> [WORK ORDER] Give the number of lines in the data that contain "DomainError", and nothing more.

> [PROVIDED DATA]
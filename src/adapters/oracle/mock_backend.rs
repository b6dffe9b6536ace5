//! Ciphertext backend over the local vault.

use crate::domain::errors::{DomainError, DomainResult};
use crate::domain::models::CiphertextHandle;
use crate::domain::ports::CiphertextBackend;

use super::vault::CiphertextVault;

/// Plaintext-backed ciphertext arithmetic for local runs and tests.
#[derive(Debug, Clone)]
pub struct MockCiphertextBackend {
    vault: CiphertextVault,
}

impl MockCiphertextBackend {
    pub fn new(vault: CiphertextVault) -> Self {
        Self { vault }
    }

    pub fn vault(&self) -> &CiphertextVault {
        &self.vault
    }

    fn value_of(&self, handle: &CiphertextHandle) -> DomainResult<u32> {
        self.vault
            .reveal(handle)
            .ok_or_else(|| DomainError::Backend(format!("unknown ciphertext handle {handle}")))
    }
}

impl CiphertextBackend for MockCiphertextBackend {
    fn add(&self, lhs: &CiphertextHandle, rhs: &CiphertextHandle) -> DomainResult<CiphertextHandle> {
        let sum = self.value_of(lhs)?.wrapping_add(self.value_of(rhs)?);
        Ok(self.vault.seal(sum))
    }

    fn encrypt_u32(&self, value: u32) -> DomainResult<CiphertextHandle> {
        Ok(self.vault.seal(value))
    }
}
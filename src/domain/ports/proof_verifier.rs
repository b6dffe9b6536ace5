//! Port for authenticating oracle responses.

use crate::domain::errors::DomainResult;
use crate::domain::models::{DecryptionProof, RequestToken};

/// Authenticates that `(token, cleartexts)` was produced by the oracle.
pub trait ProofVerifier: Send + Sync {
    /// Fails with `InvalidProof` when the proof does not authenticate the
    /// response.
    fn verify(
        &self,
        token: &RequestToken,
        cleartexts: &[u32],
        proof: &DecryptionProof,
    ) -> DomainResult<()>;
}
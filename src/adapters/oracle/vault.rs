//! In-process store of sealed values for the local oracle and backend.

use std::collections::HashMap;
use std::sync::{Arc, PoisonError, RwLock};
use uuid::Uuid;

use crate::domain::errors::{DomainError, DomainResult};
use crate::domain::models::CiphertextHandle;

/// Shared handle -> plaintext table.
#[derive(Debug, Clone, Default)]
pub struct CiphertextVault {
    values: Arc<RwLock<HashMap<CiphertextHandle, u32>>>,
}

impl CiphertextVault {
    pub fn new() -> Self {
        Self::default()
    }

    /// Store `value` under a fresh random handle.
    pub fn seal(&self, value: u32) -> CiphertextHandle {
        let mut bytes = [0u8; 32];
        bytes[..16].copy_from_slice(Uuid::new_v4().as_bytes());
        bytes[16..].copy_from_slice(Uuid::new_v4().as_bytes());
        let handle = CiphertextHandle(bytes);

        self.values
            .write()
            .unwrap_or_else(PoisonError::into_inner)
            .insert(handle, value);
        handle
    }

    /// Plaintext behind `handle`, if it was sealed here.
    pub fn reveal(&self, handle: &CiphertextHandle) -> Option<u32> {
        self.values
            .read()
            .unwrap_or_else(PoisonError::into_inner)
            .get(handle)
            .copied()
    }

    /// Reveal every handle in order, failing on the first unknown one.
    pub fn reveal_all(&self, handles: &[CiphertextHandle]) -> DomainResult<Vec<u32>> {
        let values = self.values.read().unwrap_or_else(PoisonError::into_inner);
        handles
            .iter()
            .map(|handle| {
                values
                    .get(handle)
                    .copied()
                    .ok_or_else(|| DomainError::Oracle(format!("unknown ciphertext handle {handle}")))
            })
            .collect()
    }

    pub fn len(&self) -> usize {
        self.values.read().unwrap_or_else(PoisonError::into_inner).len()
    }

    pub fn is_empty(&self) -> bool {
        self.len() == 0
    }
}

> [TASK RESPONSE] 4